[Django] #34207: Incorrect SQL query when adding a ManyToMany related object with a "through" table prevents adding a new relationship if the new relationship is identical except for a different value for "through

Django

unread,

Dec 10, 2022, 8:59:00 AM12/10/22

to django-...@googlegroups.com

#34207: Incorrect SQL query when adding a ManyToMany related object with a
"through" table prevents adding a new relationship if the new relationship
is identical except for a different value for "through_defaults"
-------------------------------------+-------------------------------------
Reporter: | Owner: nobody
Credentive |
Type: Bug | Status: new
Component: Database | Version: 4.1
layer (models, ORM) | Keywords: ManyToManyField
Severity: Normal | through
Triage Stage: | Has patch: 0
Unreviewed |
Needs documentation: 0 | Needs tests: 0
Patch needs improvement: 0 | Easy pickings: 0
UI/UX: 0 |
-------------------------------------+-------------------------------------
I cannot add a related element to an object that is related via a
ManyToMany relationship with a through field.
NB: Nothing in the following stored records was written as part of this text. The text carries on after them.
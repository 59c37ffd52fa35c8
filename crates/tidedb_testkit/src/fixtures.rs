//! Test fixtures and ledger helpers.
//!
//! Provides temporary ledgers, key/value conventions and builders for
//! segments and manifests.

use bytes::Bytes;
use std::path::{Path, PathBuf};
use std::sync::Arc;
use tempfile::TempDir;
use tidedb_core::{
    FileSegmentFactory, LedgerDir, LevelId, Manifest, ManifestEntry, MemorySegmentFactory,
    SegmentFactory, SegmentRecord, SequenceNumber, WorkItem,
};

/// Fixed-width key for `k`, so byte order matches numeric order.
pub fn key(k: u32) -> Bytes {
    Bytes::from(format!("key{k:08}"))
}

/// Value stored for `k` by a writer tagged `tag`.
pub fn value(tag: &str, k: u32) -> Bytes {
    Bytes::from(format!("{tag}:{k}"))
}

/// Put records for `keys` (must be ascending) carrying `tag` values.
pub fn records(keys: impl IntoIterator<Item = u32>, tag: &str, seq: u64) -> Vec<SegmentRecord> {
    keys.into_iter()
        .map(|k| SegmentRecord::put(key(k), value(tag, k), SequenceNumber::new(seq)))
        .collect()
}

/// An in-memory segment named `name`.
pub fn memory_entry(name: &str, keys: impl IntoIterator<Item = u32>, tag: &str) -> ManifestEntry {
    let segment = MemorySegmentFactory
        .create_segment(Path::new(name), LevelId::new(0), &records(keys, tag, 1))
        .expect("Failed to build in-memory segment");
    ManifestEntry::from_segment(segment)
}

/// A temporary ledger directory with automatic cleanup.
pub struct TestLedger {
    /// The locked ledger.
    pub ledger: Arc<LedgerDir>,
    counter: u32,
    _temp_dir: TempDir,
}

impl TestLedger {
    /// Creates an empty ledger in a fresh temporary directory.
    pub fn new() -> Self {
        let temp_dir = TempDir::new().expect("Failed to create temp directory");
        let ledger = LedgerDir::open(temp_dir.path(), true).expect("Failed to open ledger");
        Self {
            ledger: Arc::new(ledger),
            counter: 0,
            _temp_dir: temp_dir,
        }
    }

    /// Returns the ledger root.
    pub fn path(&self) -> &Path {
        self.ledger.path()
    }

    /// Writes a segment file at `level` and returns its descriptor.
    ///
    /// Fixture files use sequence numbers from 1_000_000 up so they never
    /// collide with names a work item reserves.
    pub fn file_entry(
        &mut self,
        level: LevelId,
        keys: impl IntoIterator<Item = u32>,
        tag: &str,
    ) -> ManifestEntry {
        let seq = SequenceNumber::new(1_000_000 + u64::from(self.counter));
        self.counter += 1;
        let path = self.ledger.segment_path(seq, level, 0);
        let segment = FileSegmentFactory
            .create_segment(&path, level, &records(keys, tag, 1))
            .expect("Failed to write segment");
        ManifestEntry::from_segment(segment)
    }

    /// Builds a work item pushing `src_level` of `manifest` down.
    pub fn work_item(&self, src_level: LevelId, manifest: Manifest, seq: u64) -> WorkItem {
        WorkItem {
            src_level,
            manifest: Arc::new(manifest),
            ledger: Arc::clone(&self.ledger),
            next_sequence: SequenceNumber::new(seq),
        }
    }

    /// Segment files currently on disk.
    pub fn segment_files(&self) -> Vec<PathBuf> {
        self.ledger
            .list_segment_files()
            .expect("Failed to list segments")
    }
}

impl Default for TestLedger {
    fn default() -> Self {
        Self::new()
    }
}

/// Builds a manifest from `(level, entries)` pairs.
pub fn manifest_of(levels: impl IntoIterator<Item = (u32, Vec<ManifestEntry>)>) -> Manifest {
    levels
        .into_iter()
        .fold(Manifest::new(), |manifest, (level, entries)| {
            manifest.with_level(LevelId::new(level), entries)
        })
}

/// Asserts that `entries` are sorted by start key and pairwise disjoint.
pub fn assert_sorted_disjoint(entries: &[ManifestEntry]) {
    for pair in entries.windows(2) {
        assert!(
            pair[0].end_key < pair[1].start_key,
            "{} [{:?}..{:?}] overlaps {} [{:?}..{:?}]",
            pair[0].filename.display(),
            pair[0].start_key,
            pair[0].end_key,
            pair[1].filename.display(),
            pair[1].start_key,
            pair[1].end_key,
        );
    }
}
I believe I have traced the
error to a bug in the SQL query generated.

Some Code extracts to set the stage:

models.py:

{{{
class Version(models.Model):
uuid = models.UUIDField(primary_key=True, unique=True, editable=False,
default=uuid.uuid4, )
<...>

class Section(models.Model):
uuid = models.UUIDField(primary_key=True, unique=True, editable=False,
default=uuid.uuid4, )
<...>

class Statement(models.Model):
uuid = models.UUIDField(primary_key=True, unique=True, editable=False,
default=uuid.uuid4, )
<...>
section = models.ManyToManyField(
Section, through="StatementLocation", symmetrical=False,
related_name="statements_in_section"
)

class StatementLocation(models.Model):
section = models.ForeignKey(Section, on_delete=models.CASCADE)
statement = models.ForeignKey(Statement, on_delete=models.CASCADE)
sl_version = models.ForeignKey(Version, on_delete=models.CASCADE)

class Meta:
constraints = [
models.UniqueConstraint(
fields=["section", "statement", "sl_version"],
name="unique_statement_location_per_version"
),
models.UniqueConstraint(fields=["statement", "sl_version"],
name="statement_appears_once_per_version"),
]
}}}

The idea behind the model is that we are representing a document that has
statements in sections. Statements can be moved around in different
versions, so the relationship between a statement and a section, called
"statement location", must be tied to a version.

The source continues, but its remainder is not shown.